(Records for the task)
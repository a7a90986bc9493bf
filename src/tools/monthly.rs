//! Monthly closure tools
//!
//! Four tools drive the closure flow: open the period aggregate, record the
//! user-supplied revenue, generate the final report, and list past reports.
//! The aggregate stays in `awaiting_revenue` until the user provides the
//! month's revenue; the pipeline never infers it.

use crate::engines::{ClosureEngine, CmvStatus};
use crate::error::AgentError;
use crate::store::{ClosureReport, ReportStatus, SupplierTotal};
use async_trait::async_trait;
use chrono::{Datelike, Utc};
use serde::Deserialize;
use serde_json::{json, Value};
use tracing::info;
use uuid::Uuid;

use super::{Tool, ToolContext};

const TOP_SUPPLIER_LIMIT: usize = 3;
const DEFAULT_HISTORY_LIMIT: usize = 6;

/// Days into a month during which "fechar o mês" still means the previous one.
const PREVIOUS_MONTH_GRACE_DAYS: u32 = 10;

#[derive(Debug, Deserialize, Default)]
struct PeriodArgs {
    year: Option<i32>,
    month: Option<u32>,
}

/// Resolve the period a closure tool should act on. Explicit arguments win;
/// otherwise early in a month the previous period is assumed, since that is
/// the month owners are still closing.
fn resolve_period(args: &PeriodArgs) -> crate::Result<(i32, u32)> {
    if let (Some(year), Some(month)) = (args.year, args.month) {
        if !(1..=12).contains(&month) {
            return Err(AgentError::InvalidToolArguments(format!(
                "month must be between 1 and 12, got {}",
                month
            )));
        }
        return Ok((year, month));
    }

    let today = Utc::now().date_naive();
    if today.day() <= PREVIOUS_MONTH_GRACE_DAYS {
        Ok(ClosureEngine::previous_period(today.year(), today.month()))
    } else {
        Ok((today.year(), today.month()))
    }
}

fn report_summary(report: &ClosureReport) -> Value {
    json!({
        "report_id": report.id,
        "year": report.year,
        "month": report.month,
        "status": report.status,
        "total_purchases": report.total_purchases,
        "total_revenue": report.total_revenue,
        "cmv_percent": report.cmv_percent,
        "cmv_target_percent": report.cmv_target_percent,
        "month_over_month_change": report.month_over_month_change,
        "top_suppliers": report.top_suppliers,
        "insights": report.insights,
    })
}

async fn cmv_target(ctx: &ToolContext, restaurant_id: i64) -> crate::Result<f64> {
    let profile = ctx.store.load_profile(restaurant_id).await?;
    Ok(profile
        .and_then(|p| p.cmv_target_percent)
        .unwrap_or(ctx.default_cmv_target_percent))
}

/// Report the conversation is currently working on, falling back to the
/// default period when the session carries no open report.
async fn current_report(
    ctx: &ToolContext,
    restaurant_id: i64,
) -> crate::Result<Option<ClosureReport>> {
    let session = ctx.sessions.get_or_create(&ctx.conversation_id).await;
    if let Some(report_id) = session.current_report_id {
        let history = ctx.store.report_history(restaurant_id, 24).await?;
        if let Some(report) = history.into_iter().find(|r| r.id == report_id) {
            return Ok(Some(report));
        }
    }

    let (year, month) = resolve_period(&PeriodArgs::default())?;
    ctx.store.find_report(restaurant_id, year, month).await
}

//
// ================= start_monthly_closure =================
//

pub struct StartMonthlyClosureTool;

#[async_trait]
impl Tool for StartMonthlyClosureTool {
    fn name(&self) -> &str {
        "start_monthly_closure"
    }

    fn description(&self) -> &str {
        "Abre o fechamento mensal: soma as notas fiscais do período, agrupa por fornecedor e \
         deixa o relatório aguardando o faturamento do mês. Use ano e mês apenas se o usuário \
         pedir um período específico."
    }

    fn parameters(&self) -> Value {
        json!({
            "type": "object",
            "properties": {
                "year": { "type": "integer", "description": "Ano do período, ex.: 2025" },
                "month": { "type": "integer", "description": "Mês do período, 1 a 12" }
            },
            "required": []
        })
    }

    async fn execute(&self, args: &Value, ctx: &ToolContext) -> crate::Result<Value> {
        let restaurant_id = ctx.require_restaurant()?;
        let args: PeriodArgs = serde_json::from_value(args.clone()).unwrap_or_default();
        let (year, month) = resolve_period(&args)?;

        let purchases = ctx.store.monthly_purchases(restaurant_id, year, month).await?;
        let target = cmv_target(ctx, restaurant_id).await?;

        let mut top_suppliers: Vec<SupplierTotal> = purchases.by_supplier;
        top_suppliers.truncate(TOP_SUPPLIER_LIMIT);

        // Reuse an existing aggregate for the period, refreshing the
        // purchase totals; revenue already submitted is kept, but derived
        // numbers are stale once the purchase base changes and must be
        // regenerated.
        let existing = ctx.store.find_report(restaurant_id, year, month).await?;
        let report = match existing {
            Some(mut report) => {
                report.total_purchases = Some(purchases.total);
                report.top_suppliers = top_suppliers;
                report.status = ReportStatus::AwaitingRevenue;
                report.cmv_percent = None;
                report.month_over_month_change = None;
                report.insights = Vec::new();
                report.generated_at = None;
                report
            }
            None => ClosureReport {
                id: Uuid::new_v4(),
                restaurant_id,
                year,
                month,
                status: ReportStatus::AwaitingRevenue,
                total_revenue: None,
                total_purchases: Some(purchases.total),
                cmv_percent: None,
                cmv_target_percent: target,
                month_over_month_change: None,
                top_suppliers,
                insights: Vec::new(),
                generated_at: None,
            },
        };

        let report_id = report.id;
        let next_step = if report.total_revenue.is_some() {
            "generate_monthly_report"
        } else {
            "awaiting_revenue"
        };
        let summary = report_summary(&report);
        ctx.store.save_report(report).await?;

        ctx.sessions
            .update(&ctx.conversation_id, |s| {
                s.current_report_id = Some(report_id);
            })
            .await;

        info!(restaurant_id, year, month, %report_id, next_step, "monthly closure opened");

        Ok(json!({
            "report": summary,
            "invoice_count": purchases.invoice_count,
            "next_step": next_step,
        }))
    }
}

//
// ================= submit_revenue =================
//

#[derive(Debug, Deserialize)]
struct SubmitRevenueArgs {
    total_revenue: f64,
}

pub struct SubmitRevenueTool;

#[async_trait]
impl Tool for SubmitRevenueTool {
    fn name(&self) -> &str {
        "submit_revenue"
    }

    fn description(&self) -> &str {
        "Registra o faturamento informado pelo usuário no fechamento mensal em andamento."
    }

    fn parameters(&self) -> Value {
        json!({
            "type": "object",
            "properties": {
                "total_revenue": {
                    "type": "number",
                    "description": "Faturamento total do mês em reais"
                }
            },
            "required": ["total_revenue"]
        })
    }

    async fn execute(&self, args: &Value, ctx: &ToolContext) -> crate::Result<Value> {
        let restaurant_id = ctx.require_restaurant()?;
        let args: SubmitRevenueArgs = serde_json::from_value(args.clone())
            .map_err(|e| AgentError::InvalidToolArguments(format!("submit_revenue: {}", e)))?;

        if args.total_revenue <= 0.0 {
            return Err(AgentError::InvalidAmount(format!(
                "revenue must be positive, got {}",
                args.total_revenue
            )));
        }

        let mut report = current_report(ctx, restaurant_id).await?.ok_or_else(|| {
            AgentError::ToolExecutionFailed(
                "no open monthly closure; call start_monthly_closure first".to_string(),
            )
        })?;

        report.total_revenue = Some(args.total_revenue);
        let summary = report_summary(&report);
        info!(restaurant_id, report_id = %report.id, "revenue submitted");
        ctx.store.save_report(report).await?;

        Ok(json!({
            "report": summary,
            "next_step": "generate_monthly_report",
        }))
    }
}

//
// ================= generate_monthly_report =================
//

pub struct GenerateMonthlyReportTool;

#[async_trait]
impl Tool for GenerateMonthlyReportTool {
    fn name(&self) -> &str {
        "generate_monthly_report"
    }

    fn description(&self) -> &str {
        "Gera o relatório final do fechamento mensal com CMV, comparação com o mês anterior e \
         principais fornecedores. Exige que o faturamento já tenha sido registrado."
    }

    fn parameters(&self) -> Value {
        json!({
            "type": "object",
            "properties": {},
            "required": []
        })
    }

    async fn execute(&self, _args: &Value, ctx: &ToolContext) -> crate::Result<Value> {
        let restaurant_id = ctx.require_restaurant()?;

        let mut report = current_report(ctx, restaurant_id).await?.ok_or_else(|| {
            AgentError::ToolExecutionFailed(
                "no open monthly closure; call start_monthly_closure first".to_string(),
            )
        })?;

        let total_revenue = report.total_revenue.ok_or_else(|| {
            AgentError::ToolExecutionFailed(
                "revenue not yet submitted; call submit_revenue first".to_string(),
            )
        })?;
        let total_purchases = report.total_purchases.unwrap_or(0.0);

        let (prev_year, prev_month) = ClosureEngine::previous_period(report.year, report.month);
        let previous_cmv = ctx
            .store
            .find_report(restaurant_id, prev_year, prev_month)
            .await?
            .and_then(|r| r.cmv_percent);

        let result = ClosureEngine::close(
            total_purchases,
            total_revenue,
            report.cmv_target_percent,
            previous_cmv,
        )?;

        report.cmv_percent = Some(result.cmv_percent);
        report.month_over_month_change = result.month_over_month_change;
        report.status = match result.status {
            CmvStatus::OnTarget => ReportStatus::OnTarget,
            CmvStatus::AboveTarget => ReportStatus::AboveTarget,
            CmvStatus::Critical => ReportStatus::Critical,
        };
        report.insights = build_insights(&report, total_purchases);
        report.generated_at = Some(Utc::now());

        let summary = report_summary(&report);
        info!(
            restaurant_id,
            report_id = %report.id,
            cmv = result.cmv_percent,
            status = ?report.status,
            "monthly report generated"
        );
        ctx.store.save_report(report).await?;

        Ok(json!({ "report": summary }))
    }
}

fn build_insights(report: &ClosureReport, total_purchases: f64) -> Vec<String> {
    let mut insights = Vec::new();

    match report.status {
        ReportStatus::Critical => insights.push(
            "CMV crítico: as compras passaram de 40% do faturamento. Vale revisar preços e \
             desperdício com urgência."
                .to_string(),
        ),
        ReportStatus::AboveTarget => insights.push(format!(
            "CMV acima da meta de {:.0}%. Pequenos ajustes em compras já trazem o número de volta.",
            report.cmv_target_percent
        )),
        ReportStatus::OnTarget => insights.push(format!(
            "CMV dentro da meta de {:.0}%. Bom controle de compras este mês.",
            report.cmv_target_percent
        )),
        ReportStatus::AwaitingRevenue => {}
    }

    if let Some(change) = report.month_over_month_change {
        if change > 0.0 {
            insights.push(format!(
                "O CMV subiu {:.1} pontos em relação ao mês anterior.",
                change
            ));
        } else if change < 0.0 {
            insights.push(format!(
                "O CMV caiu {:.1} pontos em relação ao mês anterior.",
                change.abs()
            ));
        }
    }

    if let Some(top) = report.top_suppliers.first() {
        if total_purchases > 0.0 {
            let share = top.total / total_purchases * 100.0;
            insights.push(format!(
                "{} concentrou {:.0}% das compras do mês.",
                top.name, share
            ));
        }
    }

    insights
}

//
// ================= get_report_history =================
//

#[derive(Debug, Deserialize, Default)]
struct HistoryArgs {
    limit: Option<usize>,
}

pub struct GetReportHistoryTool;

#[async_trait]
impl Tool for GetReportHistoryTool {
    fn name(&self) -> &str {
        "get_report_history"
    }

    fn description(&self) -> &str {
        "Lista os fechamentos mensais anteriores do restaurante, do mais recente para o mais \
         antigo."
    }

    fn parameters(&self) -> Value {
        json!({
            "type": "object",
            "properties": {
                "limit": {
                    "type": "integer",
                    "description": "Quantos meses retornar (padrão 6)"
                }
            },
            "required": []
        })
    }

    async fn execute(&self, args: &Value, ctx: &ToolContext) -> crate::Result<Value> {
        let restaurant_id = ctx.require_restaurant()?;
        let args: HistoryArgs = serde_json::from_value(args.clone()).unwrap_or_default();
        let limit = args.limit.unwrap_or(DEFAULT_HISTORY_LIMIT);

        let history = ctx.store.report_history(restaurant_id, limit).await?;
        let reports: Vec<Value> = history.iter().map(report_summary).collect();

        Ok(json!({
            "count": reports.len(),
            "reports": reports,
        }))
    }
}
---
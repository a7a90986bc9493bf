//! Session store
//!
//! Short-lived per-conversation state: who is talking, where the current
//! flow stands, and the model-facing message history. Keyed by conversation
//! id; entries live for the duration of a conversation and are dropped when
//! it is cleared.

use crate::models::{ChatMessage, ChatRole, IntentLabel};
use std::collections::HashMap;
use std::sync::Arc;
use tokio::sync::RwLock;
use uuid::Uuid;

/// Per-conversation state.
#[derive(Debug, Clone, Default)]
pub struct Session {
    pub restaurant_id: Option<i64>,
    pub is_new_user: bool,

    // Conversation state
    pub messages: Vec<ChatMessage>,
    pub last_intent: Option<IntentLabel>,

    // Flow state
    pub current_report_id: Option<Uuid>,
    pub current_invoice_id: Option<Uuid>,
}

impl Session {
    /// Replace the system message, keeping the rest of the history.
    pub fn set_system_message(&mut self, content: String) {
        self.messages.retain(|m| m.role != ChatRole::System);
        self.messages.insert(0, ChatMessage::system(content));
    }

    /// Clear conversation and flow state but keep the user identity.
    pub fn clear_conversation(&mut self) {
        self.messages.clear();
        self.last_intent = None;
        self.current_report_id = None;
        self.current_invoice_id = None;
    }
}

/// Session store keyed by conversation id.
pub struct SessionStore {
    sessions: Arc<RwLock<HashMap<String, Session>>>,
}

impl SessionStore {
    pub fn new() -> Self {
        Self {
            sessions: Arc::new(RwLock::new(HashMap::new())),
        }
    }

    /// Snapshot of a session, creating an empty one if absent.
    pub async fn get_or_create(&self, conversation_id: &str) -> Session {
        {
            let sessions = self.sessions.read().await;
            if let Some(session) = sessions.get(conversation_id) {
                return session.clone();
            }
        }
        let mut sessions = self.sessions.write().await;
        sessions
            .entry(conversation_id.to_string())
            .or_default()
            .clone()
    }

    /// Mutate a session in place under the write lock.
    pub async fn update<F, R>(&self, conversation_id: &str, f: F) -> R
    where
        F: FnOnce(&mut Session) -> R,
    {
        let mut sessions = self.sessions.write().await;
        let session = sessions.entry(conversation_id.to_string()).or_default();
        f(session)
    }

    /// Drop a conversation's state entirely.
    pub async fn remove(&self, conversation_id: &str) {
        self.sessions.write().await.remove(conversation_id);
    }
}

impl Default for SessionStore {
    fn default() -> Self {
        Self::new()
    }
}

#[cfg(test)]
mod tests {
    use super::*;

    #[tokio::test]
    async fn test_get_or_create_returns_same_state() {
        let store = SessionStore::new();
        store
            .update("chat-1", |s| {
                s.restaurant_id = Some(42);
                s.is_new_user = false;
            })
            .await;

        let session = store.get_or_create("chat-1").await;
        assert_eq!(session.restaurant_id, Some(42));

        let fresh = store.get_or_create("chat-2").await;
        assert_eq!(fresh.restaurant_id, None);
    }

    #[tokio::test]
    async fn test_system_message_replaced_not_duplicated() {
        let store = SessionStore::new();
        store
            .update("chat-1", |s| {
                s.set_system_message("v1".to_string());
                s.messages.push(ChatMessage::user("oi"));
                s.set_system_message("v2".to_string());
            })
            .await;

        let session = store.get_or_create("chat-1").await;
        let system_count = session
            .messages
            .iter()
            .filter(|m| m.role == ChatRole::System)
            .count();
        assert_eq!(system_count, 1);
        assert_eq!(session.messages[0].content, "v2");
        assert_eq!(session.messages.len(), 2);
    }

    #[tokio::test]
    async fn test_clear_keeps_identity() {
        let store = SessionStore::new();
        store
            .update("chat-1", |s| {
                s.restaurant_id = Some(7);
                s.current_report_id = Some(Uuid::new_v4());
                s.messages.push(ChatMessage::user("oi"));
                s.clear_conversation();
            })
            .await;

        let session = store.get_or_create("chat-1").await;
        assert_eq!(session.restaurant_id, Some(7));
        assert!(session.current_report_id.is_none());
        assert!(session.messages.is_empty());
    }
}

(Task statement) Retype only this portion of the data above: the line containing "use async_trait::async_trait;", the line containing "let today = Utc::now().date_naive();", and all lines between them, exactly.

(Exercise result)
use async_trait::async_trait;
use chrono::{Datelike, Utc};
use serde::Deserialize;
use serde_json::{json, Value};
use tracing::info;
use uuid::Uuid;

use super::{Tool, ToolContext};

const TOP_SUPPLIER_LIMIT: usize = 3;
const DEFAULT_HISTORY_LIMIT: usize = 6;

/// Days into a month during which "fechar o mês" still means the previous one.
const PREVIOUS_MONTH_GRACE_DAYS: u32 = 10;

#[derive(Debug, Deserialize, Default)]
struct PeriodArgs {
    year: Option<i32>,
    month: Option<u32>,
}

/// Resolve the period a closure tool should act on. Explicit arguments win;
/// otherwise early in a month the previous period is assumed, since that is
/// the month owners are still closing.
fn resolve_period(args: &PeriodArgs) -> crate::Result<(i32, u32)> {
    if let (Some(year), Some(month)) = (args.year, args.month) {
        if !(1..=12).contains(&month) {
            return Err(AgentError::InvalidToolArguments(format!(
                "month must be between 1 and 12, got {}",
                month
            )));
        }
        return Ok((year, month));
    }

    let today = Utc::now().date_naive();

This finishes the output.